Comme son titre l’indique, Alain fait l’éloge de Lucrèce en montrant en quoi une de ses thèses reste pertinente. Il rappelle d’abord la filiation philosophique de Lucrèce, celle d’Épicure et leur thèse commune, à savoir que la mort n’est pas à craindre (cf. Épicure, Lettre à Ménécée et Maximes Capitales). Il précise que Lucrèce a une thèse spécifique, à savoir que ne pas craindre la mort et les dieux, c’est se délivrer de toute méchanceté. On reconnaît le fameux Tantum religio potuit suadere malorum ! (« Tant de maux la religion a fait ») du De natura rerum. Il énonce la thèse des adversaires de Lucrèce pour qui la religion produit un effet bénéfique sur l’existence humaine. Il formule alors le problème qui consiste à savoir si la religion rend mauvais les hommes.
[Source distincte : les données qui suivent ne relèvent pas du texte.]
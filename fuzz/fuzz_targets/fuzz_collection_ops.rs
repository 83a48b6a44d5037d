#![no_main]

use arbitrary::Arbitrary;
use libfuzzer_sys::fuzz_target;
use nbstate_core::collections::{arr_delete, arr_insert, arr_replace, diff_array, partition};

#[derive(Arbitrary, Debug)]
enum Op {
    Insert { idx: i16, item: u8 },
    Replace { idx: i16, item: u8 },
    Delete { idx: i16 },
}

fuzz_target!(|input: (Vec<u8>, Vec<Op>)| {
    let (mut arr, ops) = input;
    arr.truncate(256);
    for op in ops.into_iter().take(256) {
        let len = arr.len();
        arr = match op {
            Op::Insert { idx, item } => {
                let out = arr_insert(&arr, isize::from(idx), item);
                assert_eq!(out.len(), len + 1);
                out
            }
            Op::Replace { idx, item } => {
                let out = arr_replace(&arr, isize::from(idx), item);
                assert!(out.len() == len || out.len() == len + 1);
                out
            }
            Op::Delete { idx } => {
                let out = arr_delete(&arr, isize::from(idx));
                assert!(out.len() == len || out.len() + 1 == len);
                out
            }
        };
    }

    let (evens, odds) = partition(&arr, |b| b % 2 == 0);
    assert_eq!(evens.len() + odds.len(), arr.len());
    let (only_a, only_b) = diff_array(&evens, &odds);
    assert!(only_a.iter().all(|b| !odds.contains(b)));
    assert!(only_b.iter().all(|b| !evens.contains(b)));
});
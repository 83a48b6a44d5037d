#![forbid(unsafe_code)]

//! Externally-resolvable results.
//!
//! [`deferred()`] returns a [`Resolver`] / [`Deferred`] pair. The resolver is
//! the capability to settle the result and can be stored in state (it is
//! `Clone` and compares by identity); the deferred is a read-only future
//! held by whoever waits for the answer.
//!
//! # Invariants
//!
//! 1. A deferred settles at most once. Later `resolve`/`reject` calls
//!    return `false` and have no effect.
//! 2. `is_settled()` is `true` on every clone of the resolver, and on the
//!    deferred, as soon as a value has been sent.
//! 3. Dropping every resolver clone without settling yields
//!    [`DeferredError::Abandoned`] on the waiting side.
//!
//! # Example
//!
//! ```
//! use nbstate_core::deferred::deferred;
//!
//! let (resolver, pending) = deferred::<u32>();
//! assert!(!pending.is_settled());
//! assert!(resolver.resolve(7));
//! assert!(pending.is_settled());
//! assert_eq!(futures::executor::block_on(pending), Ok(7));
//! ```

use std::fmt;
use std::future::Future;
use std::pin::Pin;
use std::sync::atomic::{AtomicBool, Ordering};
use std::sync::{Arc, Mutex, PoisonError};
use std::task::{Context, Poll};

use futures::FutureExt;
use futures::channel::oneshot;
use thiserror::Error;

/// Why a deferred finished without a value.
#[derive(Debug, Clone, PartialEq, Eq, Error)]
pub enum DeferredError<E> {
    /// The resolver rejected the request.
    #[error("deferred was rejected")]
    Rejected(E),
    /// Every resolver was dropped before settling.
    #[error("deferred was abandoned before it settled")]
    Abandoned,
}

type Slot<T, E> = Arc<Mutex<Option<oneshot::Sender<Result<T, E>>>>>;

/// Create a linked resolver and deferred whose rejection carries no reason.
#[must_use]
pub fn deferred<T>() -> (Resolver<T>, Deferred<T>) {
    deferred_with_error()
}

/// Like [`deferred()`], with a rejection reason of type `E`.
#[must_use]
pub fn deferred_with_error<T, E>() -> (Resolver<T, E>, Deferred<T, E>) {
    let (tx, rx) = oneshot::channel();
    let settled = Arc::new(AtomicBool::new(false));
    let resolver = Resolver {
        slot: Arc::new(Mutex::new(Some(tx))),
        settled: Arc::clone(&settled),
    };
    let pending = Deferred {
        receiver: rx,
        settled,
    };
    (resolver, pending)
}

// ─── Resolver ────────────────────────────────────────────────────────────────

/// Capability to settle a [`Deferred`].
pub struct Resolver<T, E = ()> {
    slot: Slot<T, E>,
    settled: Arc<AtomicBool>,
}

impl<T, E> Clone for Resolver<T, E> {
    fn clone(&self) -> Self {
        Self {
            slot: Arc::clone(&self.slot),
            settled: Arc::clone(&self.settled),
        }
    }
}

impl<T, E> PartialEq for Resolver<T, E> {
    fn eq(&self, other: &Self) -> bool {
        Arc::ptr_eq(&self.slot, &other.slot)
    }
}

impl<T, E> Eq for Resolver<T, E> {}

impl<T, E> fmt::Debug for Resolver<T, E> {
    fn fmt(&self, f: &mut fmt::Formatter<'_>) -> fmt::Result {
        f.debug_struct("Resolver")
            .field("settled", &self.is_settled())
            .finish()
    }
}

impl<T, E> Resolver<T, E> {
    /// Settle with a value. Returns `false` if already settled.
    pub fn resolve(&self, value: T) -> bool {
        self.settle(Ok(value))
    }

    /// Settle with a rejection. Returns `false` if already settled.
    pub fn reject(&self, reason: E) -> bool {
        self.settle(Err(reason))
    }

    fn settle(&self, outcome: Result<T, E>) -> bool {
        let sender = self
            .slot
            .lock()
            .unwrap_or_else(PoisonError::into_inner)
            .take();
        match sender {
            Some(tx) => {
                self.settled.store(true, Ordering::Release);
                // A dropped receiver still counts as settled from this side.
                let _ = tx.send(outcome);
                true
            }
            None => {
                tracing::trace!("deferred already settled");
                false
            }
        }
    }

    #[inline]
    #[must_use]
    pub fn is_settled(&self) -> bool {
        self.settled.load(Ordering::Acquire)
    }

    /// Whether the waiting side was dropped before this resolver settled.
    #[must_use]
    pub fn is_abandoned(&self) -> bool {
        self.slot
            .lock()
            .unwrap_or_else(PoisonError::into_inner)
            .as_ref()
            .is_some_and(oneshot::Sender::is_canceled)
    }
}

// ─── Deferred ────────────────────────────────────────────────────────────────

/// Read-only side of a deferred result.
///
/// Await it (or poll it) to receive the outcome. Chain with the
/// [`FutureExt`] combinators.
#[must_use = "a deferred does nothing unless awaited or inspected"]
pub struct Deferred<T, E = ()> {
    receiver: oneshot::Receiver<Result<T, E>>,
    settled: Arc<AtomicBool>,
}

impl<T, E> fmt::Debug for Deferred<T, E> {
    fn fmt(&self, f: &mut fmt::Formatter<'_>) -> fmt::Result {
        f.debug_struct("Deferred")
            .field("settled", &self.is_settled())
            .finish()
    }
}

impl<T, E> Deferred<T, E> {
    /// An already-resolved deferred.
    pub fn resolved(value: T) -> Self {
        let (resolver, pending) = deferred_with_error();
        resolver.resolve(value);
        pending
    }

    /// An already-rejected deferred.
    pub fn rejected(reason: E) -> Self {
        let (resolver, pending) = deferred_with_error();
        resolver.reject(reason);
        pending
    }

    #[inline]
    #[must_use]
    pub fn is_settled(&self) -> bool {
        self.settled.load(Ordering::Acquire)
    }

    /// Take the outcome without blocking.
    ///
    /// Returns `None` while pending. After an outcome has been taken the
    /// deferred reports [`DeferredError::Abandoned`].
    pub fn try_take(&mut self) -> Option<Result<T, DeferredError<E>>> {
        match self.receiver.try_recv() {
            Ok(Some(outcome)) => Some(outcome.map_err(DeferredError::Rejected)),
            Ok(None) => None,
            Err(oneshot::Canceled) => {
                self.settled.store(true, Ordering::Release);
                Some(Err(DeferredError::Abandoned))
            }
        }
    }

    /// Run `cleanup` once the deferred settles, whatever the outcome.
    pub fn finally<F>(self, cleanup: F) -> impl Future<Output = Result<T, DeferredError<E>>>
    where
        F: FnOnce(),
    {
        self.map(move |outcome| {
            cleanup();
            outcome
        })
    }
}

impl<T, E> Future for Deferred<T, E> {
    type Output = Result<T, DeferredError<E>>;

    fn poll(self: Pin<&mut Self>, cx: &mut Context<'_>) -> Poll<Self::Output> {
        let this = self.get_mut();
        match this.receiver.poll_unpin(cx) {
            Poll::Ready(Ok(outcome)) => Poll::Ready(outcome.map_err(DeferredError::Rejected)),
            Poll::Ready(Err(oneshot::Canceled)) => {
                this.settled.store(true, Ordering::Release);
                Poll::Ready(Err(DeferredError::Abandoned))
            }
            Poll::Pending => Poll::Pending,
        }
    }
}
Alain montre d’abord en quoi elle les rend tristes. Il s’oppose donc à la thèse qui veut que la religion console. L’explication en est l’idée d’une puissance incompréhensible qui peut tout. Alain peut alors en venir au sacrifice d’Iphigénie comme Lucrèce, indique-t-il, l’avait fait.

Il montre ensuite en quoi il est possible de penser que la méchanceté se situe sur un fond de peur en s’appuyant sur l’idée qu’il y a, innommé, dans les passions, un fond commun à la peur et à la fureur. De la peur à la fureur la conséquence est bonne montre-t-il car la peur double le réel phénoménal d’un arrière-monde capable de tout. Il n’est pas selon lui le mystère. La raison en est que celui qui nie un arrière-monde pense que les choses inconnues sont de même essence que les connues alors que celui qui y croie rend mystérieux ce qu’il y a de plus familier. Dès lors, pour le partisan de l’arrière-monde, le malheur apparaît comme le fond de la condition humaine. On comprend qu’il puisse être méchant sans mauvaise conscience.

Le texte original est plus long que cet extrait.